I learned at the very beginning of this journey in Newfoundland, the harder the rock, the kinder the people. And so it is in Northern Ontario. In these small towns, word still travels faster then internet and cell phones. Kind strangers come out of nowhere. The love finds you and feeds you pasta, plows a backroad so you can hike in easier to get that abandoned sled you left in the forest in a bad storm, or  hikes in with steak sandwiches after you run out of food. People survive here because people help each other.

trail

This 210km section of the TC Trail is actually two trails: 160km hiking/snowshoeing the Voyageur trail from Blind River to Garden River, and then a 50km ride on the Lake Huron trail from Garden River to the shores of the beautiful Lake Superior at Gros Cap.
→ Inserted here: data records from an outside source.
#[cfg(test)]
mod tests {
    use super::*;
    use num_bigint::BigUint;

    fn cursor(memo: u64) -> SyncCursor {
        SyncCursor {
            memo,
            nullifier: 0,
            merkle: 0,
        }
    }

    #[tokio::test]
    async fn wallet_isolation_across_reopen() {
        let dir = tempfile::tempdir().unwrap();
        let store = FileStore::open(dir.path()).unwrap();

        store.init(Some("wallet_seed")).await.unwrap();
        store.set_sync_cursor(1, &cursor(42)).await.unwrap();
        store.close().await.unwrap();

        store.init(Some("wallet_other")).await.unwrap();
        assert!(store.get_sync_cursor(1).await.unwrap().is_none());
        assert_eq!(
            store.list_utxos(&UtxoQuery::default()).await.unwrap().total,
            0
        );
        store.close().await.unwrap();

        // The first wallet's state survived untouched.
        store.init(Some("wallet_seed")).await.unwrap();
        assert_eq!(store.get_sync_cursor(1).await.unwrap(), Some(cursor(42)));
    }

    #[tokio::test]
    async fn state_survives_process_restart() {
        let dir = tempfile::tempdir().unwrap();
        {
            let store = FileStore::open(dir.path()).unwrap();
            store.init(Some("w")).await.unwrap();
            store.set_sync_cursor(7, &cursor(99)).await.unwrap();
            store
                .upsert_utxos(&[UtxoRecord {
                    chain_id: 7,
                    commitment: "0x0a".into(),
                    asset_id: "0x01".into(),
                    token_id: None,
                    amount: BigUint::from(12345678901234567890u64) * 100u32,
                    nullifier: "0xbb".into(),
                    mk_index: 0,
                    is_frozen: false,
                    is_spent: false,
                    memo: None,
                    created_at: Some(1),
                }])
                .await
                .unwrap();
            store.close().await.unwrap();
        }

        let store = FileStore::open(dir.path()).unwrap();
        store.init(Some("w")).await.unwrap();
        assert_eq!(store.get_sync_cursor(7).await.unwrap(), Some(cursor(99)));
        let page = store.list_utxos(&UtxoQuery::default()).await.unwrap();
        assert_eq!(page.total, 1);
        // Amount is preserved past 64 bits.
        assert_eq!(
            page.rows[0].amount,
            BigUint::from(12345678901234567890u64) * 100u32
        );
    }

    #[tokio::test]
    async fn leaf_log_appends_and_rejects_gaps() {
        let dir = tempfile::tempdir().unwrap();
        let store = FileStore::open(dir.path()).unwrap();
        store.init(None).await.unwrap();

        let leaf = |cid| MerkleLeafRecord {
            chain_id: 3,
            cid,
            commitment: format!("0x{:02x}", cid),
        };
        store
            .append_merkle_leaves(3, &[leaf(0), leaf(1), leaf(2)])
            .await
            .unwrap();
        assert!(store.append_merkle_leaves(3, &[leaf(4)]).await.is_err());
        store.append_merkle_leaves(3, &[leaf(3)]).await.unwrap();

        // Reopen and confirm the log replays.
        let store2 = FileStore::open(dir.path()).unwrap();
        let leaves = store2.get_merkle_leaves(3).await.unwrap();
        assert_eq!(leaves.len(), 4);
        assert_eq!(leaves[3].cid, 3);
    }

    #[tokio::test]
    async fn shared_chain_caches_are_wallet_independent() {
        let dir = tempfile::tempdir().unwrap();
        let store = FileStore::open(dir.path()).unwrap();

        store.init(Some("a")).await.unwrap();
        store
            .upsert_entry_memos(
                1,
                &[EntryMemoRecord {
                    chain_id: 1,
                    cid: 0,
                    commitment: "0x01".into(),
                    memo: "0x02".into(),
                    tx_hash: None,
                    created_at: None,
                }],
            )
            .await
            .unwrap();
        store.close().await.unwrap();

        store.init(Some("b")).await.unwrap();
        let page = store
            .list_entry_memos(&EntryMemoQuery::chain(1))
            .await
            .unwrap();
        assert_eq!(page.total, 1);
    }
}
There were many days when it took 6 hours to go 3km on the Voyageur trail. .We were dragging sleds up over rocky escarpments and bush whacking through numerous tree falls. These days were hard. They hit you physically and are crushing to the spirit. You gotta dig deep. You gotta remember, pain is weakness leaving.  But if  pristine, isolated time in the woods, is your idea of heaven, this is for you. The only footprints in the snow you see for  weeks belong to the wolves, bobcats, rabbits, deer and elk your sharing the forest with. It is a free life experience you pay for in bruises and sweat. I loved it.

wolf print

But before I  inspire the masaochist within to go outside and play, there are a few things I recommend you do before you go.

book (1)

First, get this book. The maps are great, and with the books binder format, you can remove the few pages you need so you don’t have to carry the whole book. The detailed trail descriptions are written from west to east and I am traveling east to west. So if I could have asked the fairy godmother for another wish, I would have asked for the trail description to also be written from east to west. But excellent none the less. www.voyageurtrail.ca

Second, bring a compass. Have a foot in the old world and in the new. That GPS is great but technology can let you down in a way a tactile paper map will not.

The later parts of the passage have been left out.